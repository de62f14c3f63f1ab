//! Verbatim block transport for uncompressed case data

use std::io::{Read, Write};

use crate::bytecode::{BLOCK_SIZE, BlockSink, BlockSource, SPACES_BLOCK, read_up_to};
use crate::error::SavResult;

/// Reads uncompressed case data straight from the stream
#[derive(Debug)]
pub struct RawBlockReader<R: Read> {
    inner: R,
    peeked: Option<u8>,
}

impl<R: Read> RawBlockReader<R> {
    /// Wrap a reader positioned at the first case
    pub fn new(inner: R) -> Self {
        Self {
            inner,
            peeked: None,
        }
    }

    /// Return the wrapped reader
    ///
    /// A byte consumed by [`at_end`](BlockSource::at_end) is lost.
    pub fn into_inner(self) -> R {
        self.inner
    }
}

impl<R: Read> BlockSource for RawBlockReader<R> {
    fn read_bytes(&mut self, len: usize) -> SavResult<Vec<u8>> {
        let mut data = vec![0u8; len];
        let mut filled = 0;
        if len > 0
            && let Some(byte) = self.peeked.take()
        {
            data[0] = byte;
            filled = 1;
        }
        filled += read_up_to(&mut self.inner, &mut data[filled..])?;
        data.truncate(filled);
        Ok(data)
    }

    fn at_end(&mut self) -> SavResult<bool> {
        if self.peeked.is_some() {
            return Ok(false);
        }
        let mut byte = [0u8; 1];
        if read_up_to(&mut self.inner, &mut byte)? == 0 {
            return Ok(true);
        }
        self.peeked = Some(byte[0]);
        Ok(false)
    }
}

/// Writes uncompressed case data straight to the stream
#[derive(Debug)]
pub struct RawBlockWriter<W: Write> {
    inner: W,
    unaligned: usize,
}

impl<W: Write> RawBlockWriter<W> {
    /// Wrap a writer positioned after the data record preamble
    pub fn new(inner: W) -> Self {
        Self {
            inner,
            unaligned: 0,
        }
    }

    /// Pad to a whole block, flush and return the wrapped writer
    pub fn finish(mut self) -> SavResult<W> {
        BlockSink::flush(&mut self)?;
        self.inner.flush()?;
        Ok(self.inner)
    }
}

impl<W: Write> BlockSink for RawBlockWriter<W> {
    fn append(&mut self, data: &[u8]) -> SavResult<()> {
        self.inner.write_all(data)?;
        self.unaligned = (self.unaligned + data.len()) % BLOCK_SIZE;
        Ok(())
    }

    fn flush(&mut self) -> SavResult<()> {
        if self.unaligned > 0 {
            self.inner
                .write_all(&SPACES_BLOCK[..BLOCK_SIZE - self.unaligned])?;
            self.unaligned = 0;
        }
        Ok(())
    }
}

-----

Each entry is to be retyped exactly as it appears.

repository de62f14c3f63f1ab
//! Verbatim block transport for uncompressed case data

use std::io::{Read, Write};

use crate::bytecode::{BLOCK_SIZE, BlockSink, BlockSource, SPACES_BLOCK, read_up_to};
use crate::error::SavResult;

/// Reads uncompressed case data straight from the stream
#[derive(Debug)]
pub struct RawBlockReader<R: Read> {
    inner: R,
    peeked: Option<u8>,
}

impl<R: Read> RawBlockReader<R> {
    /// Wrap a reader positioned at the first case
    pub fn new(inner: R) -> Self {
        Self {
            inner,
            peeked: None,
        }
    }

    /// Return the wrapped reader
    ///
    /// A byte consumed by [`at_end`](BlockSource::at_end) is lost.
    pub fn into_inner(self) -> R {
        self.inner
    }
}

impl<R: Read> BlockSource for RawBlockReader<R> {
    fn read_bytes(&mut self, len: usize) -> SavResult<Vec<u8>> {
        let mut data = vec![0u8; len];
        let mut filled = 0;
        if len > 0
            && let Some(byte) = self.peeked.take()
        {
            data[0] = byte;
            filled = 1;
        }
        filled += read_up_to(&mut self.inner, &mut data[filled..])?;
        data.truncate(filled);
        Ok(data)
    }

    fn at_end(&mut self) -> SavResult<bool> {
        if self.peeked.is_some() {
            return Ok(false);
        }
        let mut byte = [0u8; 1];
        if read_up_to(&mut self.inner, &mut byte)? == 0 {
            return Ok(true);
        }
        self.peeked = Some(byte[0]);
        Ok(false)
    }
}

/// Writes uncompressed case data straight to the stream
#[derive(Debug)]
pub struct RawBlockWriter<W: Write> {
    inner: W,
    unaligned: usize,
}

impl<W: Write> RawBlockWriter<W> {
    /// Wrap a writer positioned after the data record preamble
    pub fn new(inner: W) -> Self {
        Self {
            inner,
            unaligned: 0,
        }
    }

    /// Pad to a whole block, flush and return the wrapped writer
    pub fn finish(mut self) -> SavResult<W> {
        BlockSink::flush(&mut self)?;
        self.inner.flush()?;
        Ok(self.inner)
    }
}

impl<W: Write> BlockSink for RawBlockWriter<W> {
    fn append(&mut self, data: &[u8]) -> SavResult<()> {
        self.inner.write_all(data)?;
        self.unaligned = (self.unaligned + data.len()) % BLOCK_SIZE;
        Ok(())
    }

    fn flush(&mut self) -> SavResult<()> {
        if self.unaligned > 0 {
            self.inner
                .write_all(&SPACES_BLOCK[..BLOCK_SIZE - self.unaligned])?;
            self.unaligned = 0;
        }
        Ok(())
    }
}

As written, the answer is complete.